The United States and its European allies have tightened their economic sanctions on Iran to pressure the government to rein in its nuclear program, which the West suspects aims to produce a bomb. Iran says the program is for peaceful purposes such as generating electricity and producing medical isotopes.
U.S. officials have said they have tried to sanction Iran without unduly harming ordinary Iranians, granting licenses, for example, to U.S. companies that wish to export pharmaceuticals, medical devices, food and other humanitarian goods to Iran.
But sanctions lawyers have said the blacklisting of Iran's major banks has made it extremely difficult to find smaller Iranian banks able to conduct such licensed transactions as well as international banks willing to deal with them.
A report issued on Friday by the Woodrow Wilson International Center for Scholars made the same point.
"Draconian penalties for a potential U.S. sanctions violation are discouraging the involvement of international banks in humanitarian trade with Iran," said the report, entitled: "Sanctions and Medical Supply Shortages in Iran."
The report, written by Dubai-based consultant Siamak Namazi, said researchers in Tehran and Dubai interviewed U.S. and European exporters as well as Iranian importers and found that the financial sanctions tended to scare off banks.
"Even when the most reputable American and European pharmaceutical companies are involved and their lawyers have completed all the necessary paperwork ... nearly all banks that Iran deals with prefer to err on the side of caution," it said. "Their hesitation is understandable given that a mistake could earn a bank the wrath of the U.S. Treasury Department."
A Treasury Department spokesman stressed that U.S. sanctions did not target humanitarian trade and he noted that the department issued fresh guidance this week emphasizing that to U.S. financial institutions.
"Our sanctions are not focused on humanitarian trade," said Treasury spokesman John Sullivan, noting U.S. farm exports to Iran rose in 2012. "It is clear that there are financial avenues that are open for this vital humanitarian trade."

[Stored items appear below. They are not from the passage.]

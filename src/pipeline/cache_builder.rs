//! Global aggregation of merged label files into the class cache.

use crate::config::ClassId;
use crate::error::{GeocellsError, Result};
use crate::storage::{ClassCache, MergedLine};
use crate::storage::records::for_each_merged;
use rustc_hash::FxHashMap;
use std::collections::BTreeMap;
use std::path::Path;

/// Accumulates `class -> image keys` over every label line, then filters by
/// population.
#[derive(Debug)]
pub struct ClassCacheBuilder {
    min_images_per_class: usize,
    config_count: usize,
    images_per_class: FxHashMap<ClassId, Vec<String>>,
    first_seen: Vec<ClassId>,
    lines: usize,
}

impl ClassCacheBuilder {
    pub fn new(min_images_per_class: usize, config_count: usize) -> Self {
        Self {
            min_images_per_class,
            config_count,
            images_per_class: FxHashMap::default(),
            first_seen: Vec::new(),
            lines: 0,
        }
    }

    /// Record one label line. Repeated keys are kept; population counts
    /// entries, not distinct keys.
    pub fn add_line(&mut self, line: MergedLine) -> Result<()> {
        let MergedLine {
            image_key,
            classes,
        } = line;

        for class_id in classes {
            if class_id.config_id as usize >= self.config_count {
                return Err(GeocellsError::InvalidInput(format!(
                    "class {} refers to configuration {}, only {} are configured",
                    class_id, class_id.config_id, self.config_count
                )));
            }
            self.images_per_class
                .entry(class_id)
                .or_insert_with(|| {
                    self.first_seen.push(class_id);
                    Vec::new()
                })
                .push(image_key.clone());
        }
        self.lines += 1;
        Ok(())
    }

    /// Stream one label file into the builder.
    pub fn add_file(&mut self, path: &Path) -> Result<()> {
        for_each_merged(path, |line| self.add_line(line)).map_err(|e| match e {
            GeocellsError::InvalidInput(reason) => {
                GeocellsError::InvalidInput(format!("{}: {}", path.display(), reason))
            }
            other => other,
        })
    }

    pub fn lines_read(&self) -> usize {
        self.lines
    }

    pub fn classes_seen(&self) -> usize {
        self.first_seen.len()
    }

    /// Drop classes below the threshold and index the rest per configuration.
    ///
    /// Fails with [`GeocellsError::EmptyConfiguration`] when a configuration
    /// is left without any class.
    pub fn finish(mut self) -> Result<ClassCache> {
        let mut classes_per_config = vec![Vec::new(); self.config_count];
        let mut images_per_class = BTreeMap::new();

        for class_id in &self.first_seen {
            let Some(images) = self.images_per_class.remove(class_id) else {
                continue;
            };
            if images.len() < self.min_images_per_class {
                continue;
            }
            classes_per_config[class_id.config_id as usize].push(*class_id);
            images_per_class.insert(*class_id, images);
        }

        log::info!(
            "Retained {} of {} classes with at least {} images",
            images_per_class.len(),
            self.first_seen.len(),
            self.min_images_per_class
        );

        if let Some(empty) = classes_per_config.iter().position(Vec::is_empty) {
            return Err(GeocellsError::EmptyConfiguration(empty as u16));
        }

        Ok(ClassCache {
            min_images_per_class: self.min_images_per_class,
            classes_per_config,
            images_per_class,
        })
    }
}

#[cfg(test)]
mod tests {
    use super::*;
    use crate::storage::records::write_merged;
    use tempfile::TempDir;

    fn line(key: &str, classes: &[(u16, u32)]) -> MergedLine {
        MergedLine::new(
            key,
            classes.iter().map(|&(c, i)| ClassId::new(c, i)).collect(),
        )
    }

    #[test]
    fn test_threshold_filters_small_classes() {
        let mut builder = ClassCacheBuilder::new(2, 1);
        builder.add_line(line("a", &[(0, 3)])).unwrap();
        builder.add_line(line("b", &[(0, 3)])).unwrap();
        builder.add_line(line("c", &[(0, 7)])).unwrap();
        assert_eq!(builder.classes_seen(), 2);

        let cache = builder.finish().unwrap();
        assert_eq!(cache.classes_per_config, vec![vec![ClassId::new(0, 3)]]);
        assert_eq!(cache.images_of(&ClassId::new(0, 3)).unwrap(), ["a", "b"]);
        assert!(cache.images_of(&ClassId::new(0, 7)).is_none());
        cache.verify().unwrap();
    }

    #[test]
    fn test_duplicates_count_towards_population() {
        let mut builder = ClassCacheBuilder::new(2, 1);
        builder.add_line(line("a", &[(0, 1)])).unwrap();
        builder.add_line(line("a", &[(0, 1)])).unwrap();
        let cache = builder.finish().unwrap();
        assert_eq!(cache.images_of(&ClassId::new(0, 1)).unwrap(), ["a", "a"]);
    }

    #[test]
    fn test_classes_keep_first_seen_order() {
        let mut builder = ClassCacheBuilder::new(1, 2);
        builder.add_line(line("a", &[(0, 9), (1, 4)])).unwrap();
        builder.add_line(line("b", &[(0, 2), (1, 4)])).unwrap();
        let cache = builder.finish().unwrap();
        assert_eq!(
            cache.classes_per_config,
            vec![
                vec![ClassId::new(0, 9), ClassId::new(0, 2)],
                vec![ClassId::new(1, 4)]
            ]
        );
        assert_eq!(cache.images_of(&ClassId::new(1, 4)).unwrap(), ["a", "b"]);
    }

    #[test]
    fn test_empty_configuration_is_an_error() {
        let mut builder = ClassCacheBuilder::new(2, 2);
        builder.add_line(line("a", &[(0, 0), (1, 0)])).unwrap();
        builder.add_line(line("b", &[(0, 0)])).unwrap();
        assert!(matches!(
            builder.finish(),
            Err(GeocellsError::EmptyConfiguration(1))
        ));
    }

    #[test]
    fn test_unknown_configuration_is_rejected() {
        let mut builder = ClassCacheBuilder::new(1, 2);
        assert!(builder.add_line(line("a", &[(2, 0)])).is_err());
    }

    #[test]
    fn test_add_file_streams_lines() {
        let tmp = TempDir::new().unwrap();
        let first = tmp.path().join("labels_0.txt");
        let second = tmp.path().join("labels_1.txt");
        write_merged(&first, &[line("a", &[(0, 1)]), line("b", &[(0, 1)])]).unwrap();
        write_merged(&second, &[line("c", &[(0, 1)])]).unwrap();

        let mut builder = ClassCacheBuilder::new(3, 1);
        builder.add_file(&first).unwrap();
        builder.add_file(&second).unwrap();
        assert_eq!(builder.lines_read(), 3);

        let cache = builder.finish().unwrap();
        assert_eq!(cache.images_of(&ClassId::new(0, 1)).unwrap(), ["a", "b", "c"]);
    }

    #[test]
    fn test_rebuilding_is_idempotent() {
        let lines = vec![line("a", &[(0, 1)]), line("b", &[(0, 1), (0, 2)])];
        let build = || {
            let mut builder = ClassCacheBuilder::new(1, 1);
            for l in lines.clone() {
                builder.add_line(l).unwrap();
            }
            builder.finish().unwrap()
        };
        assert_eq!(build(), build());
    }
}
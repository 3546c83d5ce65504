use serde::{Deserialize, Serialize};

/// A planar coordinate in a projected grid (UTM meters).
///
/// Immutable once built. `geo` conversions are provided so the affine
/// helpers of the `geo` crate can be applied directly.
///
/// # Examples
///
/// ```
/// use geocells_types::coord::Coordinate;
///
/// let a = Coordinate::new(52.0, 50.0);
/// let b = Coordinate::new(50.0, 50.0);
/// assert_eq!(a.distance_squared(&b), 4.0);
/// ```
#[derive(Debug, Clone, Copy, PartialEq, Serialize, Deserialize)]
pub struct Coordinate {
    pub easting: f64,
    pub northing: f64,
}

impl Coordinate {
    #[inline]
    pub const fn new(easting: f64, northing: f64) -> Self {
        Self { easting, northing }
    }

    /// Snap both axes to two decimals.
    ///
    /// Two decimals is the precision floor used for lattice deduplication.
    pub fn rounded(&self) -> Self {
        Self::new(round_2dp(self.easting), round_2dp(self.northing))
    }

    /// Integer key of the rounded coordinate, in hundredths of a unit.
    ///
    /// Two coordinates share a key exactly when they are equal after
    /// [`Coordinate::rounded`].
    pub fn grid_key(&self) -> (i64, i64) {
        (
            (self.easting * 100.0).round() as i64,
            (self.northing * 100.0).round() as i64,
        )
    }

    /// Absolute per-axis offsets `(dx, dy)` to another coordinate.
    #[inline]
    pub fn abs_delta(&self, other: &Coordinate) -> (f64, f64) {
        (
            (self.easting - other.easting).abs(),
            (self.northing - other.northing).abs(),
        )
    }

    #[inline]
    pub fn distance_squared(&self, other: &Coordinate) -> f64 {
        let (dx, dy) = self.abs_delta(other);
        dx * dx + dy * dy
    }

    pub fn is_finite(&self) -> bool {
        self.easting.is_finite() && self.northing.is_finite()
    }
}

#[inline]
fn round_2dp(value: f64) -> f64 {
    (value * 100.0).round() / 100.0
}

impl From<Coordinate> for geo::Point<f64> {
    fn from(c: Coordinate) -> Self {
        geo::Point::new(c.easting, c.northing)
    }
}

impl From<geo::Point<f64>> for Coordinate {
    fn from(p: geo::Point<f64>) -> Self {
        Coordinate::new(p.x(), p.y())
    }
}

impl From<Coordinate> for geo::Coord<f64> {
    fn from(c: Coordinate) -> Self {
        geo::coord! { x: c.easting, y: c.northing }
    }
}

impl std::fmt::Display for Coordinate {
    fn fmt(&self, f: &mut std::fmt::Formatter<'_>) -> std::fmt::Result {
        write!(f, "({:.2}, {:.2})", self.easting, self.northing)
    }
}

IRAN PARTLY TO BLAME FOR DROP?
While U.S. trade data showed that agricultural exports to Iran rose last year, sales of other humanitarian exports fell.
Overall U.S. exports to Iran rose to $250.2 million from $229.3 million in 2011, according to data released by the U.S. Commerce Department on Friday. Most of the rise stemmed from the sale of wheat, which amounted to $89.2 million last year and constituted the single largest category of U.S. exports to Iran.

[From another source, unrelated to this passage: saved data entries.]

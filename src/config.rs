//! Pipeline configuration
//!
//! This module provides the configuration types for a partitioning run and
//! re-exports the data types from the `geocells-types` crate for convenience.
use crate::error::{GeocellsError, Result};

pub use geocells_types::bbox::BoundingBox2D;
pub use geocells_types::coord::Coordinate;
pub use geocells_types::stats::PipelineStats;
pub use geocells_types::tiling::{CellCenter, ClassId, TilingConfiguration};

/// Approximate north-south extent of one region bucket (0.01° of latitude).
pub const BUCKET_BAND_METERS: f64 = 1_111.0;

/// Pipeline configuration
#[derive(Debug, Clone, PartialEq, serde::Serialize, serde::Deserialize)]
#[serde(deny_unknown_fields)]
pub struct Config {
    /// Classes with fewer image entries than this are dropped from the cache
    #[serde(default = "Config::default_min_images_per_class")]
    pub min_images_per_class: usize,

    /// Size of the per-bucket worker pool; 0 uses one thread per core
    #[serde(default)]
    pub workers: usize,

    #[serde(default)]
    pub region: RegionConfig,

    #[serde(default)]
    pub lattice: LatticeConfig,

    #[serde(default)]
    pub manifest: ManifestLayout,

    #[serde(default)]
    pub labels: LabelConfig,
}

/// Where image latitudes come from when bucketing.
#[derive(Debug, Clone, Copy, PartialEq, Eq, Default, serde::Serialize, serde::Deserialize)]
#[serde(rename_all = "snake_case")]
pub enum BucketSource {
    /// Numeric suffix of the manifest's latitude token
    #[default]
    LatitudePrefix,
    /// Inverse projection of the image's easting/northing
    Projection,
}

/// Geographic extent of the dataset and its projection.
#[derive(Debug, Clone, PartialEq, serde::Serialize, serde::Deserialize)]
#[serde(deny_unknown_fields)]
pub struct RegionConfig {
    #[serde(default = "RegionConfig::default_utm_zone")]
    pub utm_zone: u8,

    #[serde(default = "RegionConfig::default_northern")]
    pub northern: bool,

    /// Latitude of bucket 0, in hundredths of a degree
    #[serde(default = "RegionConfig::default_latitude_origin")]
    pub latitude_origin: i32,

    #[serde(default)]
    pub image_bucket_source: BucketSource,

    #[serde(default = "RegionConfig::default_bounds")]
    pub bounds: BoundingBox2D,
}

impl RegionConfig {
    fn default_bounds() -> BoundingBox2D {
        // SF-XL coverage, UTM zone 10N
        BoundingBox2D::new(542_823.0, 4_172_649.0, 555_844.0, 4_184_989.0)
    }

    const fn default_utm_zone() -> u8 {
        10
    }

    const fn default_northern() -> bool {
        true
    }

    const fn default_latitude_origin() -> i32 {
        3770
    }
}

impl Default for RegionConfig {
    fn default() -> Self {
        Self {
            utm_zone: Self::default_utm_zone(),
            northern: Self::default_northern(),
            latitude_origin: Self::default_latitude_origin(),
            image_bucket_source: BucketSource::default(),
            bounds: Self::default_bounds(),
        }
    }
}

/// Lattice geometry shared by all tilings.
#[derive(Debug, Clone, PartialEq, serde::Serialize, serde::Deserialize)]
#[serde(deny_unknown_fields)]
pub struct LatticeConfig {
    /// Cell radius of a scale-1 tiling, in meters
    #[serde(default = "LatticeConfig::default_base_radius")]
    pub base_radius: f64,

    /// Extra margin around the region explored by the flood fill
    #[serde(default = "LatticeConfig::default_tolerance")]
    pub tolerance: f64,

    #[serde(default = "LatticeConfig::default_tilings")]
    pub tilings: Vec<TilingConfiguration>,
}

impl LatticeConfig {
    const fn default_base_radius() -> f64 {
        5.0
    }

    const fn default_tolerance() -> f64 {
        5.0
    }

    fn default_tilings() -> Vec<TilingConfiguration> {
        TilingConfiguration::standard_set(Self::default_base_radius())
    }

    /// Radius of the hexagonal cells drawn by a tiling, before any
    /// containment thresholds are applied.
    pub fn cell_radius(&self, tiling: &TilingConfiguration) -> f64 {
        tiling.scale * self.base_radius
    }
}

impl Default for LatticeConfig {
    fn default() -> Self {
        Self {
            base_radius: Self::default_base_radius(),
            tolerance: Self::default_tolerance(),
            tilings: Self::default_tilings(),
        }
    }
}

/// Positions of the `@`-separated fields read from each manifest line.
#[derive(Debug, Clone, PartialEq, Eq, serde::Serialize, serde::Deserialize)]
#[serde(deny_unknown_fields)]
pub struct ManifestLayout {
    #[serde(default)]
    pub latitude_field: usize,

    #[serde(default = "ManifestLayout::default_easting_field")]
    pub easting_field: usize,

    #[serde(default = "ManifestLayout::default_northing_field")]
    pub northing_field: usize,

    /// Keep every n-th manifest line (12 keeps one view per panorama)
    #[serde(default = "ManifestLayout::default_sample_stride")]
    pub sample_stride: usize,
}

impl ManifestLayout {
    const fn default_easting_field() -> usize {
        1
    }

    const fn default_northing_field() -> usize {
        2
    }

    const fn default_sample_stride() -> usize {
        1
    }
}

impl Default for ManifestLayout {
    fn default() -> Self {
        Self {
            latitude_field: 0,
            easting_field: Self::default_easting_field(),
            northing_field: Self::default_northing_field(),
            sample_stride: Self::default_sample_stride(),
        }
    }
}

/// Heading-variant expansion applied by the label merger.
#[derive(Debug, Clone, PartialEq, Eq, serde::Serialize, serde::Deserialize)]
#[serde(deny_unknown_fields)]
pub struct LabelConfig {
    /// `@`-field of the image key holding the heading
    #[serde(default = "LabelConfig::default_heading_field")]
    pub heading_field: usize,

    /// Values written into the heading field, one output line each
    #[serde(default = "LabelConfig::default_heading_variants")]
    pub heading_variants: Vec<String>,
}

impl LabelConfig {
    const fn default_heading_field() -> usize {
        9
    }

    fn default_heading_variants() -> Vec<String> {
        vec!["0".to_string(), "180".to_string()]
    }
}

impl Default for LabelConfig {
    fn default() -> Self {
        Self {
            heading_field: Self::default_heading_field(),
            heading_variants: Self::default_heading_variants(),
        }
    }
}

In 2011, the United States exported no wheat or such grains to Iran, although it sold $21 million of maize.
Without the wheat sales, U.S. exports to Iran would have declined overall last year, sharply in some cases.
Exports of pharmaceuticals fell to $14.8 million from $31.1 million in 2011, while sales of vitamins, medicinal and botanical drugs decreased to $4.9 million from $10.8 million.
Exports of surgical appliances and supplies also declined to $2.4 million last year from $3.7 million the previous year.
Sales of pulp mill products - which include the raw material for diapers - dropped to $26.3 million from $57.9 million, and exports of cattle fell to $5.3 million from $7.3 million.
On Wednesday, a senior Treasury official briefing reporters on the latest U.S. sanctions said guidance issued on Wednesday was to make abundantly clear that "our sanctions don't preclude either trade in medicine or the payment for trade in medicine."
The official, who spoke on condition of anonymity, partly blamed Iran's government for its trouble importing medicines, saying it gave its Health Ministry too little foreign exchange and fired the health minister when she complained about that.
"Much of the problem in the importation of pharmaceuticals into Iran is properly laid at the feet of the Iranian government, which has chosen to fund other activities, whether it's the Assad regime (in Syria) or Hezbollah or their nuclear program, rather than their health ministry," the official said.
Exports of some health products rose. Surgical and medical instrument sales rose to $7.6 million from $6.5 million as did sales of dental equipment and supplies to $5 million from $1.9 million.
Exports of certain vegetables and melons increased to $18 million from $16 million, while creamery butter exports rose to $25.1 million from $11.2 million.